While police reform was not on the agenda, the council received 1,995 Black Lives Matter-related emails, and some of the public comment portion of the meeting was dedicated to that very topic.

“It is time to try something new,” said meeting attendee Nicholas Emilio.

“I am here in support of at least partially defunding bpd, and allocating that money in education, mostly with a focus on disadvantaged neighborhoods, and other funds going into mental health, public transportation, and daycare,” Emilio, 25, continued with tears in his eyes. “Our current system is unsustainable, ineffective, and has resulted in countless killings of black and brown lives.”

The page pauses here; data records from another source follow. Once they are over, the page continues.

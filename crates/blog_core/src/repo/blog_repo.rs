//! Post/comment repository contract and SQLite implementation.
//!
//! # Responsibility
//! - Provide CRUD APIs over the `posts` and `comments` tables.
//! - Allocate identities (SQLite `AUTOINCREMENT`).
//! - Keep comment rows referentially consistent with their parent post.
//!
//! # Invariants
//! - Write paths call `validate()` before SQL mutations.
//! - Read paths reject invalid persisted state instead of masking it.
//! - A comment is only inserted after its parent was found inside the same
//!   immediate transaction.
//! - Deleting a post removes its comments in the same transaction.

use crate::db::migrations::latest_version;
use crate::db::DbError;
use crate::model::comment::{Comment, CommentId, NewComment};
use crate::model::post::{NewPost, Post, PostId};
use crate::model::validation::ValidationError;
use chrono::DateTime;
use log::debug;
use rusqlite::{params, Connection, Row, TransactionBehavior};
use std::error::Error;
use std::fmt::{Display, Formatter};
use std::sync::{Mutex, MutexGuard};

pub const POSTS_TABLE: &str = "posts";
pub const COMMENTS_TABLE: &str = "comments";

const POST_SELECT_SQL: &str = "SELECT
    id,
    title,
    description,
    publish_date,
    author
FROM posts";

const COMMENT_SELECT_SQL: &str = "SELECT
    id,
    text,
    author,
    post_id
FROM comments";

pub type RepoResult<T> = Result<T, RepoError>;

/// Repository error for post/comment persistence and queries.
#[derive(Debug)]
pub enum RepoError {
    /// Draft rejected before any SQL ran.
    Validation(ValidationError),
    Db(DbError),
    /// A targeted row does not exist.
    NotFound { table: &'static str, id: i64 },
    /// Persisted row could not be mapped back to a domain record.
    InvalidData(String),
    UninitializedConnection {
        expected_version: u32,
        actual_version: u32,
    },
    MissingRequiredTable(&'static str),
    MissingRequiredColumn {
        table: &'static str,
        column: &'static str,
    },
    /// A thread panicked while holding the connection.
    ConnectionPoisoned,
}

impl RepoError {
    /// Returns whether this error belongs to the underlying storage rather
    /// than to the caller's input.
    pub fn is_storage_failure(&self) -> bool {
        !matches!(self, Self::Validation(_) | Self::NotFound { .. })
    }
}

impl Display for RepoError {
    fn fmt(&self, f: &mut Formatter<'_>) -> std::fmt::Result {
        match self {
            Self::Validation(err) => write!(f, "{err}"),
            Self::Db(err) => write!(f, "{err}"),
            Self::NotFound { table, id } => write!(f, "{table} row not found: {id}"),
            Self::InvalidData(message) => write!(f, "invalid persisted data: {message}"),
            Self::UninitializedConnection {
                expected_version,
                actual_version,
            } => write!(
                f,
                "connection schema version {actual_version} does not match expected {expected_version}"
            ),
            Self::MissingRequiredTable(table) => write!(f, "missing required table `{table}`"),
            Self::MissingRequiredColumn { table, column } => {
                write!(f, "missing required column `{table}.{column}`")
            }
            Self::ConnectionPoisoned => write!(f, "database connection lock poisoned"),
        }
    }
}

impl Error for RepoError {
    fn source(&self) -> Option<&(dyn Error + 'static)> {
        match self {
            Self::Validation(err) => Some(err),
            Self::Db(err) => Some(err),
            _ => None,
        }
    }
}

impl From<ValidationError> for RepoError {
    fn from(value: ValidationError) -> Self {
        Self::Validation(value)
    }
}

impl From<DbError> for RepoError {
    fn from(value: DbError) -> Self {
        Self::Db(value)
    }
}

impl From<rusqlite::Error> for RepoError {
    fn from(value: rusqlite::Error) -> Self {
        Self::Db(DbError::Sqlite(value))
    }
}

/// Storage contract for posts and comments.
pub trait BlogRepository {
    /// Inserts one post and returns its new identity.
    fn insert_post(&self, post: &NewPost) -> RepoResult<PostId>;
    /// Inserts a post and its first comment (authored by the post author)
    /// atomically.
    fn insert_post_with_comment(
        &self,
        post: &NewPost,
        comment_text: &str,
    ) -> RepoResult<(PostId, CommentId)>;
    fn get_post(&self, id: PostId) -> RepoResult<Option<Post>>;
    /// Lists all posts ordered by id.
    fn list_posts(&self) -> RepoResult<Vec<Post>>;
    /// Overwrites all mutable fields of an existing post.
    fn update_post(&self, post: &Post) -> RepoResult<()>;
    /// Deletes a post and its comments. Returns whether the post existed.
    fn delete_post_cascade(&self, id: PostId) -> RepoResult<bool>;
    /// Inserts a comment after resolving its parent post.
    fn insert_comment(&self, comment: &NewComment) -> RepoResult<CommentId>;
    fn get_comment(&self, id: CommentId) -> RepoResult<Option<Comment>>;
    /// Lists a post's comments ordered by id.
    fn list_comments_for_post(&self, post_id: PostId) -> RepoResult<Vec<Comment>>;
    /// Deletes one comment. Returns whether it existed.
    fn delete_comment(&self, id: CommentId) -> RepoResult<bool>;
}

/// SQLite-backed blog repository.
///
/// Owns its connection so one instance can be shared by every request
/// handler; access is serialized by an internal mutex.
pub struct SqliteBlogRepository {
    conn: Mutex<Connection>,
}

impl SqliteBlogRepository {
    /// Constructs a repository from a migrated connection.
    ///
    /// Fails when the connection was not opened through `open_db*` (schema
    /// version mismatch) or the blog tables are missing.
    pub fn try_new(conn: Connection) -> RepoResult<Self> {
        ensure_blog_connection_ready(&conn)?;
        Ok(Self {
            conn: Mutex::new(conn),
        })
    }

    fn lock(&self) -> RepoResult<MutexGuard<'_, Connection>> {
        self.conn.lock().map_err(|_| RepoError::ConnectionPoisoned)
    }
}

impl BlogRepository for SqliteBlogRepository {
    fn insert_post(&self, post: &NewPost) -> RepoResult<PostId> {
        post.validate()?;

        let conn = self.lock()?;
        let id = insert_post_row(&conn, post)?;
        debug!("event=post_insert module=repo status=ok post_id={id}");
        Ok(id)
    }

    fn insert_post_with_comment(
        &self,
        post: &NewPost,
        comment_text: &str,
    ) -> RepoResult<(PostId, CommentId)> {
        post.validate()?;

        let mut conn = self.lock()?;
        let tx = conn.transaction_with_behavior(TransactionBehavior::Immediate)?;
        let post_id = insert_post_row(&tx, post)?;
        let comment = NewComment::new(comment_text, post.author.as_str(), post_id);
        comment.validate()?;
        let comment_id = insert_comment_row(&tx, &comment)?;
        tx.commit()?;

        debug!(
            "event=post_insert module=repo status=ok post_id={post_id} comment_id={comment_id}"
        );
        Ok((post_id, comment_id))
    }

    fn get_post(&self, id: PostId) -> RepoResult<Option<Post>> {
        let conn = self.lock()?;
        let mut stmt = conn.prepare(&format!("{POST_SELECT_SQL} WHERE id = ?1;"))?;
        let mut rows = stmt.query([id])?;
        if let Some(row) = rows.next()? {
            return Ok(Some(parse_post_row(row)?));
        }

        Ok(None)
    }

    fn list_posts(&self) -> RepoResult<Vec<Post>> {
        let conn = self.lock()?;
        let mut stmt = conn.prepare(&format!("{POST_SELECT_SQL} ORDER BY id ASC;"))?;
        let mut rows = stmt.query([])?;
        let mut posts = Vec::new();
        while let Some(row) = rows.next()? {
            posts.push(parse_post_row(row)?);
        }

        Ok(posts)
    }

    fn update_post(&self, post: &Post) -> RepoResult<()> {
        post.validate()?;

        let conn = self.lock()?;
        let changed = conn.execute(
            "UPDATE posts
             SET
                title = ?1,
                description = ?2,
                publish_date = ?3,
                author = ?4
             WHERE id = ?5;",
            params![
                post.title.as_str(),
                post.description.as_str(),
                post.publish_date.to_rfc3339(),
                post.author.as_str(),
                post.id,
            ],
        )?;

        if changed == 0 {
            return Err(RepoError::NotFound {
                table: POSTS_TABLE,
                id: post.id,
            });
        }

        Ok(())
    }

    fn delete_post_cascade(&self, id: PostId) -> RepoResult<bool> {
        let mut conn = self.lock()?;
        let tx = conn.transaction_with_behavior(TransactionBehavior::Immediate)?;
        let removed_comments = tx.execute("DELETE FROM comments WHERE post_id = ?1;", [id])?;
        let removed_posts = tx.execute("DELETE FROM posts WHERE id = ?1;", [id])?;
        tx.commit()?;

        debug!(
            "event=post_delete module=repo status=ok post_id={id} found={} removed_comments={removed_comments}",
            removed_posts > 0
        );
        Ok(removed_posts > 0)
    }

    fn insert_comment(&self, comment: &NewComment) -> RepoResult<CommentId> {
        comment.validate()?;

        let mut conn = self.lock()?;
        let tx = conn.transaction_with_behavior(TransactionBehavior::Immediate)?;
        if !post_exists(&tx, comment.post_id)? {
            return Err(RepoError::NotFound {
                table: POSTS_TABLE,
                id: comment.post_id,
            });
        }
        let id = insert_comment_row(&tx, comment)?;
        tx.commit()?;

        debug!(
            "event=comment_insert module=repo status=ok comment_id={id} post_id={}",
            comment.post_id
        );
        Ok(id)
    }

    fn get_comment(&self, id: CommentId) -> RepoResult<Option<Comment>> {
        let conn = self.lock()?;
        let mut stmt = conn.prepare(&format!("{COMMENT_SELECT_SQL} WHERE id = ?1;"))?;
        let mut rows = stmt.query([id])?;
        if let Some(row) = rows.next()? {
            return Ok(Some(parse_comment_row(row)?));
        }

        Ok(None)
    }

    fn list_comments_for_post(&self, post_id: PostId) -> RepoResult<Vec<Comment>> {
        let conn = self.lock()?;
        let mut stmt =
            conn.prepare(&format!("{COMMENT_SELECT_SQL} WHERE post_id = ?1 ORDER BY id ASC;"))?;
        let mut rows = stmt.query([post_id])?;
        let mut comments = Vec::new();
        while let Some(row) = rows.next()? {
            comments.push(parse_comment_row(row)?);
        }

        Ok(comments)
    }

    fn delete_comment(&self, id: CommentId) -> RepoResult<bool> {
        let conn = self.lock()?;
        let removed = conn.execute("DELETE FROM comments WHERE id = ?1;", [id])?;
        debug!(
            "event=comment_delete module=repo status=ok comment_id={id} found={}",
            removed > 0
        );
        Ok(removed > 0)
    }
}

fn insert_post_row(conn: &Connection, post: &NewPost) -> RepoResult<PostId> {
    conn.execute(
        "INSERT INTO posts (
            title,
            description,
            publish_date,
            author
        ) VALUES (?1, ?2, ?3, ?4);",
        params![
            post.title.as_str(),
            post.description.as_str(),
            post.publish_date.to_rfc3339(),
            post.author.as_str(),
        ],
    )?;
    Ok(conn.last_insert_rowid())
}

fn insert_comment_row(conn: &Connection, comment: &NewComment) -> RepoResult<CommentId> {
    conn.execute(
        "INSERT INTO comments (
            text,
            author,
            post_id
        ) VALUES (?1, ?2, ?3);",
        params![
            comment.text.as_str(),
            comment.author.as_str(),
            comment.post_id,
        ],
    )?;
    Ok(conn.last_insert_rowid())
}

fn post_exists(conn: &Connection, id: PostId) -> RepoResult<bool> {
    let exists: i64 = conn.query_row(
        "SELECT EXISTS(SELECT 1 FROM posts WHERE id = ?1);",
        [id],
        |row| row.get(0),
    )?;
    Ok(exists == 1)
}

fn parse_post_row(row: &Row<'_>) -> RepoResult<Post> {
    let id: PostId = row.get("id")?;
    let publish_date_text: String = row.get("publish_date")?;
    let publish_date = DateTime::parse_from_rfc3339(&publish_date_text).map_err(|_| {
        RepoError::InvalidData(format!(
            "invalid timestamp `{publish_date_text}` in posts.publish_date (id={id})"
        ))
    })?;

    let post = Post {
        id,
        title: row.get("title")?,
        description: row.get("description")?,
        publish_date,
        author: row.get("author")?,
    };
    post.validate()
        .map_err(|err| RepoError::InvalidData(format!("posts row {id}: {err}")))?;
    Ok(post)
}

fn parse_comment_row(row: &Row<'_>) -> RepoResult<Comment> {
    let comment = Comment {
        id: row.get("id")?,
        text: row.get("text")?,
        author: row.get("author")?,
        post_id: row.get("post_id")?,
    };
    comment
        .validate()
        .map_err(|err| RepoError::InvalidData(format!("comments row {}: {err}", comment.id)))?;
    Ok(comment)
}

fn ensure_blog_connection_ready(conn: &Connection) -> RepoResult<()> {
    let expected_version = latest_version();
    let actual_version: u32 = conn.query_row("PRAGMA user_version;", [], |row| row.get(0))?;
    if actual_version != expected_version {
        return Err(RepoError::UninitializedConnection {
            expected_version,
            actual_version,
        });
    }

    let required: [(&'static str, &[&'static str]); 2] = [
        (
            POSTS_TABLE,
            &["id", "title", "description", "publish_date", "author"],
        ),
        (COMMENTS_TABLE, &["id", "text", "author", "post_id"]),
    ];
    for (table, columns) in required {
        if !table_exists(conn, table)? {
            return Err(RepoError::MissingRequiredTable(table));
        }
        for &column in columns {
            if !table_has_column(conn, table, column)? {
                return Err(RepoError::MissingRequiredColumn { table, column });
            }
        }
    }

    Ok(())
}

fn table_exists(conn: &Connection, table: &str) -> RepoResult<bool> {
    let exists: i64 = conn.query_row(
        "SELECT EXISTS(
            SELECT 1
            FROM sqlite_master
            WHERE type = 'table' AND name = ?1
        );",
        [table],
        |row| row.get(0),
    )?;
    Ok(exists == 1)
}

fn table_has_column(conn: &Connection, table: &str, column: &str) -> RepoResult<bool> {
    let mut stmt = conn.prepare(&format!("PRAGMA table_info({table});"))?;
    let mut rows = stmt.query([])?;
    while let Some(row) = rows.next()? {
        let current: String = row.get(1)?;
        if current == column {
            return Ok(true);
        }
    }
    Ok(false)
}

Toward the end of the meeting, 2nd Ward City Councilmember Andrae Gonzales made the following referrals on police reform:

  1. Asking city staff to create a document that tells the public how bpd policies and practices have changed over the last three and half years.
  2. Requesting that the city manager and police chief to review the #8CantWait policy recommendations presented nation-wide.
  3. Calling for city staff to develop an action plan to present to the council within the next 30 days.
  4. Calling on the city manager and police chief to create a 6-month long task force made up of community members to review policy recommendations from the community.
  5. Asking the Safe Neighborhoods Committee to initiate a violence prevention strategy.

“Clearly, we can’t put on the shoulders of the Bakersfield Police Department to create a safe and vibrant community,” Gonzales said. “It’s much more than that, it requires investment. I’d like us to look at a more proactive strategy to really create safe and vibrant neighborhoods,” he concluded.

The budget will not officially be up for a vote until June 24.

Meanwhile, other council members, including Jacquie Sullivan of the 6th ward, said they want to listen in the wake of last week’s protests; “Do better and be better,” Sullivan said.